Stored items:

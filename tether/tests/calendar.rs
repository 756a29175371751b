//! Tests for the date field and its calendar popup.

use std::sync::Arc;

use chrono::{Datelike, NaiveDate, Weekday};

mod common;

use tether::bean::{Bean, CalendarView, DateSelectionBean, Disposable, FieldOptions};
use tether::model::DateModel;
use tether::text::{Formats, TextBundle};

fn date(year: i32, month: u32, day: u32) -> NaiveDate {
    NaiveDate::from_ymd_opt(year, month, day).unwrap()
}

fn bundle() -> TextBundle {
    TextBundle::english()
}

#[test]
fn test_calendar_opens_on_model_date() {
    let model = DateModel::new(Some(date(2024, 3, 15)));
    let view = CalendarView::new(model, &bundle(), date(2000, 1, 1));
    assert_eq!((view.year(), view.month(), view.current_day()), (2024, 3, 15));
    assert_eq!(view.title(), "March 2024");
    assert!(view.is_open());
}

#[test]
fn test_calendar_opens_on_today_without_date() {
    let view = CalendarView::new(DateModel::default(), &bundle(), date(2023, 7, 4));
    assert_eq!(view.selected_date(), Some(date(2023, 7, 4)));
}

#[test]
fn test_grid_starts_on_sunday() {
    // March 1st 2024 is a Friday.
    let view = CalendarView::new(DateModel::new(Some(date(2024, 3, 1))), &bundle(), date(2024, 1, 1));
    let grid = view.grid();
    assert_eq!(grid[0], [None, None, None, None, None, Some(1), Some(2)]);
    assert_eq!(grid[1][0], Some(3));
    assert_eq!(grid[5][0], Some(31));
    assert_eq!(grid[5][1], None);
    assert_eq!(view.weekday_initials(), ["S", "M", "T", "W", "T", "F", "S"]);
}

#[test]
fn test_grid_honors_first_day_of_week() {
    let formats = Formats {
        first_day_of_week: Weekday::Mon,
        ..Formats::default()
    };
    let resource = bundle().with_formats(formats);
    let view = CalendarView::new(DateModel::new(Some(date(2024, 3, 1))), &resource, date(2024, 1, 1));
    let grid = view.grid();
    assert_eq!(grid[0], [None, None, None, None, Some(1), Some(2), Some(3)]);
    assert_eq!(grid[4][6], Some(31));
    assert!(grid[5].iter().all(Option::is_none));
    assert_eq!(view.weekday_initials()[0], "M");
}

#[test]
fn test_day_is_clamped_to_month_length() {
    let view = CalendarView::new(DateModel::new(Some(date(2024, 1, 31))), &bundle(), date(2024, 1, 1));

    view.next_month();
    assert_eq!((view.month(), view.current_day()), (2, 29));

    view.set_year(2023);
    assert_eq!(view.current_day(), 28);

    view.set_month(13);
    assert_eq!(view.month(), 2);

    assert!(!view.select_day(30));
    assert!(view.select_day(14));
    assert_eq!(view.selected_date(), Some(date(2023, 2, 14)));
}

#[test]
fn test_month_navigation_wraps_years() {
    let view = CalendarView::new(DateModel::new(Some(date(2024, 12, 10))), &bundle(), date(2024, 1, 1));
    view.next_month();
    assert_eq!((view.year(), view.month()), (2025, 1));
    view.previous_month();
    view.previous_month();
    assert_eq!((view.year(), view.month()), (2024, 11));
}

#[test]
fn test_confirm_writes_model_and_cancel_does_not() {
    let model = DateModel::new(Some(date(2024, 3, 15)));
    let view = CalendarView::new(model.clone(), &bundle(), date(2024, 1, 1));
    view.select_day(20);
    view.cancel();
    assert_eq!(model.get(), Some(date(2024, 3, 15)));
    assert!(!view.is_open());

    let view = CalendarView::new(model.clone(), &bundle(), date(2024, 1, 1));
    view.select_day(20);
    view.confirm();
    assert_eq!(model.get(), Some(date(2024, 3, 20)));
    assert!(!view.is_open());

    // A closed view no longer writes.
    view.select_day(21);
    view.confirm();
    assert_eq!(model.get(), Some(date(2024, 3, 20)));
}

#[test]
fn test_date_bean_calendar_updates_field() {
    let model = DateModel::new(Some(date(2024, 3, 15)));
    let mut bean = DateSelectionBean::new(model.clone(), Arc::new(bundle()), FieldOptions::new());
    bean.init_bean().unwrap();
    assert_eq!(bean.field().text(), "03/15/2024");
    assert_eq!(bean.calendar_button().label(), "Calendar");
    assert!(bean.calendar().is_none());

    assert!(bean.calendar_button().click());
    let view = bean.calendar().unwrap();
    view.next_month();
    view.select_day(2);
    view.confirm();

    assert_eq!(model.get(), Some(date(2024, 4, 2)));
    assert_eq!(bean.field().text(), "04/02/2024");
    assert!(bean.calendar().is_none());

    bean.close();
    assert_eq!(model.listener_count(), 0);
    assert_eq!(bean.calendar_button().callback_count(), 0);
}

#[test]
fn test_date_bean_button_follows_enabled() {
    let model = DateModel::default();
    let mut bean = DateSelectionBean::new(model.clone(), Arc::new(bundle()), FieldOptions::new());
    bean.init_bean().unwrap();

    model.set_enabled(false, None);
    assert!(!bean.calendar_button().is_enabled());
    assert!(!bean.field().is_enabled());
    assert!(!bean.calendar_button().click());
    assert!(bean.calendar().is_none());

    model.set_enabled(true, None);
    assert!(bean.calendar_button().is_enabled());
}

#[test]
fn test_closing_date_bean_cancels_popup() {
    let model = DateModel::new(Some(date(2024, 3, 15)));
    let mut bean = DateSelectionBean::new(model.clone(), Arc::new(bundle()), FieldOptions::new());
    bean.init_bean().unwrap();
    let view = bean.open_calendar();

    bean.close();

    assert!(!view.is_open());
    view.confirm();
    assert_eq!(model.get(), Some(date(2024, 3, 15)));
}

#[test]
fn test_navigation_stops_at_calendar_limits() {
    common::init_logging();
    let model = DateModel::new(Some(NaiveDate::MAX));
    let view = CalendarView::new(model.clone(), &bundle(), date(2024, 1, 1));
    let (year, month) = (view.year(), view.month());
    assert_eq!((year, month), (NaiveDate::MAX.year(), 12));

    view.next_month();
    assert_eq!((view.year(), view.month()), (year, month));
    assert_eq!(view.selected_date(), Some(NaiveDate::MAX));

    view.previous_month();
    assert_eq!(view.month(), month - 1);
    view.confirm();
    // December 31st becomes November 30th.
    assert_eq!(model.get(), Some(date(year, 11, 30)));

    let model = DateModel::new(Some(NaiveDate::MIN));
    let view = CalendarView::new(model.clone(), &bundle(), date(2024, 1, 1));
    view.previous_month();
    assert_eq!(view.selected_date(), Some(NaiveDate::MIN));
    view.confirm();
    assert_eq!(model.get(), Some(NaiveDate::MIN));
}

**Work required**
Reproduce every entry above without a single alteration.

**Response box**
filename tether/tests/calendar.rs
repository 756a29175371751b
//! Tests for the date field and its calendar popup.

use std::sync::Arc;

use chrono::{Datelike, NaiveDate, Weekday};

mod common;

use tether::bean::{Bean, CalendarView, DateSelectionBean, Disposable, FieldOptions};
use tether::model::DateModel;
use tether::text::{Formats, TextBundle};

fn date(year: i32, month: u32, day: u32) -> NaiveDate {
    NaiveDate::from_ymd_opt(year, month, day).unwrap()
}

fn bundle() -> TextBundle {
    TextBundle::english()
}

#[test]
fn test_calendar_opens_on_model_date() {
    let model = DateModel::new(Some(date(2024, 3, 15)));
    let view = CalendarView::new(model, &bundle(), date(2000, 1, 1));
    assert_eq!((view.year(), view.month(), view.current_day()), (2024, 3, 15));
    assert_eq!(view.title(), "March 2024");
    assert!(view.is_open());
}

#[test]
fn test_calendar_opens_on_today_without_date() {
    let view = CalendarView::new(DateModel::default(), &bundle(), date(2023, 7, 4));
    assert_eq!(view.selected_date(), Some(date(2023, 7, 4)));
}

#[test]
fn test_grid_starts_on_sunday() {
    // March 1st 2024 is a Friday.
    let view = CalendarView::new(DateModel::new(Some(date(2024, 3, 1))), &bundle(), date(2024, 1, 1));
    let grid = view.grid();
    assert_eq!(grid[0], [None, None, None, None, None, Some(1), Some(2)]);
    assert_eq!(grid[1][0], Some(3));
    assert_eq!(grid[5][0], Some(31));
    assert_eq!(grid[5][1], None);
    assert_eq!(view.weekday_initials(), ["S", "M", "T", "W", "T", "F", "S"]);
}

#[test]
fn test_grid_honors_first_day_of_week() {
    let formats = Formats {
        first_day_of_week: Weekday::Mon,
        ..Formats::default()
    };
    let resource = bundle().with_formats(formats);
    let view = CalendarView::new(DateModel::new(Some(date(2024, 3, 1))), &resource, date(2024, 1, 1));
    let grid = view.grid();
    assert_eq!(grid[0], [None, None, None, None, Some(1), Some(2), Some(3)]);
    assert_eq!(grid[4][6], Some(31));
    assert!(grid[5].iter().all(Option::is_none));
    assert_eq!(view.weekday_initials()[0], "M");
}

#[test]
fn test_day_is_clamped_to_month_length() {
    let view = CalendarView::new(DateModel::new(Some(date(2024, 1, 31))), &bundle(), date(2024, 1, 1));

    view.next_month();
    assert_eq!((view.month(), view.current_day()), (2, 29));

    view.set_year(2023);
    assert_eq!(view.current_day(), 28);

    view.set_month(13);
    assert_eq!(view.month(), 2);

    assert!(!view.select_day(30));
    assert!(view.select_day(14));
    assert_eq!(view.selected_date(), Some(date(2023, 2, 14)));
}

#[test]
fn test_month_navigation_wraps_years() {
    let view = CalendarView::new(DateModel::new(Some(date(2024, 12, 10))), &bundle(), date(2024, 1, 1));
    view.next_month();
    assert_eq!((view.year(), view.month()), (2025, 1));
    view.previous_month();
    view.previous_month();
    assert_eq!((view.year(), view.month()), (2024, 11));
}

#[test]
fn test_confirm_writes_model_and_cancel_does_not() {
    let model = DateModel::new(Some(date(2024, 3, 15)));
    let view = CalendarView::new(model.clone(), &bundle(), date(2024, 1, 1));
    view.select_day(20);
    view.cancel();
    assert_eq!(model.get(), Some(date(2024, 3, 15)));
    assert!(!view.is_open());

    let view = CalendarView::new(model.clone(), &bundle(), date(2024, 1, 1));
    view.select_day(20);
    view.confirm();
    assert_eq!(model.get(), Some(date(2024, 3, 20)));
    assert!(!view.is_open());

    // A closed view no longer writes.
    view.select_day(21);
    view.confirm();
    assert_eq!(model.get(), Some(date(2024, 3, 20)));
}

#[test]
fn test_date_bean_calendar_updates_field() {
    let model = DateModel::new(Some(date(2024, 3, 15)));
    let mut bean = DateSelectionBean::new(model.clone(), Arc::new(bundle()), FieldOptions::new());
    bean.init_bean().unwrap();
    assert_eq!(bean.field().text(), "03/15/2024");
    assert_eq!(bean.calendar_button().label(), "Calendar");
    assert!(bean.calendar().is_none());

    assert!(bean.calendar_button().click());
    let view = bean.calendar().unwrap();
    view.next_month();
    view.select_day(2);
    view.confirm();

    assert_eq!(model.get(), Some(date(2024, 4, 2)));
    assert_eq!(bean.field().text(), "04/02/2024");
    assert!(bean.calendar().is_none());

    bean.close();
    assert_eq!(model.listener_count(), 0);
    assert_eq!(bean.calendar_button().callback_count(), 0);
}

#[test]
fn test_date_bean_button_follows_enabled() {
    let model = DateModel::default();
    let mut bean = DateSelectionBean::new(model.clone(), Arc::new(bundle()), FieldOptions::new());
    bean.init_bean().unwrap();

    model.set_enabled(false, None);
    assert!(!bean.calendar_button().is_enabled());
    assert!(!bean.field().is_enabled());
    assert!(!bean.calendar_button().click());
    assert!(bean.calendar().is_none());

    model.set_enabled(true, None);
    assert!(bean.calendar_button().is_enabled());
}

#[test]
fn test_closing_date_bean_cancels_popup() {
    let model = DateModel::new(Some(date(2024, 3, 15)));
    let mut bean = DateSelectionBean::new(model.clone(), Arc::new(bundle()), FieldOptions::new());
    bean.init_bean().unwrap();
    let view = bean.open_calendar();

    bean.close();

    assert!(!view.is_open());
    view.confirm();
    assert_eq!(model.get(), Some(date(2024, 3, 15)));
}

#[test]
fn test_navigation_stops_at_calendar_limits() {
    common::init_logging();
    let model = DateModel::new(Some(NaiveDate::MAX));
    let view = CalendarView::new(model.clone(), &bundle(), date(2024, 1, 1));
    let (year, month) = (view.year(), view.month());
    assert_eq!((year, month), (NaiveDate::MAX.year(), 12));

    view.next_month();
    assert_eq!((view.year(), view.month()), (year, month));
    assert_eq!(view.selected_date(), Some(NaiveDate::MAX));

    view.previous_month();
    assert_eq!(view.month(), month - 1);
    view.confirm();
    // December 31st becomes November 30th.
    assert_eq!(model.get(), Some(date(year, 11, 30)));

    let model = DateModel::new(Some(NaiveDate::MIN));
    let view = CalendarView::new(model.clone(), &bundle(), date(2024, 1, 1));
    view.previous_month();
    assert_eq!(view.selected_date(), Some(NaiveDate::MIN));
    view.confirm();
    assert_eq!(model.get(), Some(NaiveDate::MIN));
}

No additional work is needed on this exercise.